General Potty Training Tips
- Involve the child in decisions: underwear choices, what potty, where to put potty, what rewards.
- Poop usually happens after a meal.
- BM training takes longer! Reinforce even the itty-bitty poopies. Have special reinforcers for BMs. Be mindful of medical complications
- Be factual and use real name for body parts and functions when appropriate.
- Carry a portable potty in public early on in case public bathrooms are scary.
- Decide if you want to worry about sleep (nap and night) at the same time or later. It’s OK to just do day training for a while!
- When you’re ready to go for it, go all the way! Get rid of those diapers or at least make them out-of-sight. Don’t go back! It’ll be that much harder later when you try again.
- Must. Be. Consistent. No loosey-goosey with potty training!
- Don't sit longer than 10 minutes. Come back and try again if no success.
- If the weather is nice, consider outside training with NO pants. Use a small potty, spend the day in the backyard. Same process, but the child may make a connection to the body easier without any clothing!
- For little boys, might be easiest to start with sitting, even for pee, AND consider having them sit backwards on the toilet. Helps with “aim” when sitting.
- Warm water on lower abdomen may help stimulate urination.
Potty Training Accident Prevention Tips
- When they wake up, immediate stop by toilet.
- Go at every transition and before/after sleep to set some good habits.
- Stay inside and near the toilet and rewards for 1-3 days until successes are more frequent than accidents.

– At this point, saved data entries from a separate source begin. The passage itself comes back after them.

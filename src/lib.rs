//! `itmoscript` library crate.
//!
//! High-level layout:
//! - frontend: `lexer` + `parser` produce the AST (`parser::ast`)
//! - `interpreter`: tree-walking evaluator over the AST
//!
//! [`interpret`] composes the three stages over a source string and an
//! output sink, translating any stage failure into a diagnostic line.

use std::io::Write;

pub mod interpreter;
pub mod lexer;
pub mod parser;
pub mod token;

pub use interpreter::{Interpreter, RuntimeError};
pub use lexer::LexError;
pub use parser::{ParseError, ast};

/// Runs a complete source program, writing everything it prints (and,
/// on failure, a diagnostic) to `output`. Returns `false` exactly when
/// a lex, parse or runtime error occurred.
pub fn interpret<W: Write>(source: &str, output: &mut W) -> bool {
    let mut interpreter = Interpreter::new();
    let result = run_pipeline(source, &mut interpreter);
    // Output produced before a failure still reaches the sink; sink
    // write errors are swallowed like an ostream's failbit.
    let _ = output.write_all(interpreter.output().as_bytes());
    match result {
        Ok(()) => true,
        Err(error) => {
            let _ = writeln!(output, "Runtime error ({}): {error}", diagnostic_kind(&error));
            false
        }
    }
}

fn run_pipeline(source: &str, interpreter: &mut Interpreter) -> anyhow::Result<()> {
    let tokens = lexer::tokenize(source)?;
    let program = parser::parse_tokens(tokens)?;
    interpreter.run(&program)?;
    Ok(())
}

/// Errors from the language pipeline's own taxonomy are "specific";
/// anything foreign that leaks through is "generic".
fn diagnostic_kind(error: &anyhow::Error) -> &'static str {
    if error.is::<LexError>() || error.is::<ParseError>() || error.is::<RuntimeError>() {
        "specific"
    } else {
        "generic"
    }
}
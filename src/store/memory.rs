//! In-memory stores
//!
//! Process-local implementations used by tests and embedded deployments.

use async_trait::async_trait;
use chrono::{DateTime, Utc};
use parking_lot::RwLock;
use std::collections::HashMap;
use std::sync::Arc;
use uuid::Uuid;

use super::{CurrencyStore, RateLockStore, StoreError};
use crate::domain::{Currency, RateLock};

/// Rate locks keyed by id. Clones share the same map.
#[derive(Debug, Clone, Default)]
pub struct InMemoryRateLockStore {
    locks: Arc<RwLock<HashMap<Uuid, RateLock>>>,
}

impl InMemoryRateLockStore {
    pub fn new() -> Self {
        Self::default()
    }

    pub fn len(&self) -> usize {
        self.locks.read().len()
    }

    pub fn is_empty(&self) -> bool {
        self.locks.read().is_empty()
    }

    /// Snapshot of every stored lock
    pub fn all(&self) -> Vec<RateLock> {
        self.locks.read().values().cloned().collect()
    }
}

#[async_trait]
impl RateLockStore for InMemoryRateLockStore {
    async fn insert(&self, lock: &RateLock) -> Result<(), StoreError> {
        self.locks.write().insert(lock.id, lock.clone());
        Ok(())
    }

    async fn find_latest_active(
        &self,
        user_id: &str,
        pair: &str,
        now: DateTime<Utc>,
    ) -> Result<Option<RateLock>, StoreError> {
        let found = self
            .locks
            .read()
            .values()
            .filter(|lock| lock.user_id == user_id && lock.pair == pair)
            .filter(|lock| lock.expires_at > now)
            .max_by_key(|lock| lock.expires_at)
            .cloned();

        Ok(found)
    }

    async fn find_by_id(&self, id: Uuid) -> Result<Option<RateLock>, StoreError> {
        Ok(self.locks.read().get(&id).cloned())
    }

    async fn delete_expired_before(&self, cutoff: DateTime<Utc>) -> Result<u64, StoreError> {
        let mut locks = self.locks.write();
        let before = locks.len();
        locks.retain(|_, lock| lock.expires_at >= cutoff);
        Ok((before - locks.len()) as u64)
    }
}

/// Currencies keyed by exact code
#[derive(Debug, Clone, Default)]
pub struct InMemoryCurrencyStore {
    currencies: Arc<RwLock<HashMap<String, Currency>>>,
}

impl InMemoryCurrencyStore {
    pub fn new() -> Self {
        Self::default()
    }

    pub fn with_currencies(currencies: impl IntoIterator<Item = Currency>) -> Self {
        let store = Self::new();
        for currency in currencies {
            store.upsert(currency);
        }
        store
    }

    pub fn upsert(&self, currency: Currency) {
        self.currencies
            .write()
            .insert(currency.code.clone(), currency);
    }
}

#[async_trait]
impl CurrencyStore for InMemoryCurrencyStore {
    async fn find_by_code(&self, code: &str) -> Result<Option<Currency>, StoreError> {
        Ok(self.currencies.read().get(code).cloned())
    }
}
//! Clock
//!
//! Time source for expiry decisions. `ManualClock` lets tests move time
//! without sleeping.

use chrono::{DateTime, Duration, Utc};
use parking_lot::RwLock;
use std::sync::Arc;

/// Source of the current timestamp
pub trait Clock: Send + Sync {
    fn now(&self) -> DateTime<Utc>;
}

/// Wall clock
#[derive(Debug, Clone, Copy, Default)]
pub struct SystemClock;

impl Clock for SystemClock {
    fn now(&self) -> DateTime<Utc> {
        Utc::now()
    }
}

/// Clock that only moves when told to. Clones share the same time.
#[derive(Debug, Clone)]
pub struct ManualClock {
    now: Arc<RwLock<DateTime<Utc>>>,
}

impl ManualClock {
    pub fn new(start: DateTime<Utc>) -> Self {
        Self {
            now: Arc::new(RwLock::new(start)),
        }
    }

    pub fn set(&self, to: DateTime<Utc>) {
        *self.now.write() = to;
    }

    pub fn advance(&self, by: Duration) {
        let mut now = self.now.write();
        *now += by;
    }
}

impl Clock for ManualClock {
    fn now(&self) -> DateTime<Utc> {
        *self.now.read()
    }
}

/// Shared clock handle
pub type SharedClock = Arc<dyn Clock>;

#[cfg(test)]
mod tests {
    use super::*;
    use chrono::TimeZone;

    #[test]
    fn test_manual_clock_advance() {
        let start = Utc.with_ymd_and_hms(2026, 1, 1, 0, 0, 0).unwrap();
        let clock = ManualClock::new(start);
        let shared = clock.clone();

        clock.advance(Duration::seconds(90));
        assert_eq!(shared.now(), start + Duration::seconds(90));

        clock.set(start);
        assert_eq!(shared.now(), start);
    }

    #[test]
    fn test_system_clock_moves_forward() {
        let clock = SystemClock;
        let a = clock.now();
        let b = clock.now();
        assert!(b >= a);
    }
}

- Share your vocabulary words and where you are in the process with other adults who may spend time with child so you’re all using the same verbiage.
Response Tips to your Toilet Training Triumphs (and woes)
- Avoid emotionally charged language; use “you peed in the toilet! That’s where pee pee goes!” and “Uh-oh, looks like you had an accident/peed on the floor. Remember, pee pee goes in the toilet. Let’s get this cleaned up.”
- Use the amount of “celebration” that YOUR child responds to.
- Stay positive! Mistakes will happen, and that’s OK. It's unlikely they will be going to college still in diapers. Remember the long game.
- Be neutral during mistakes and clean ups; minimize attention.
- Carry several changes of clothes in public for a while.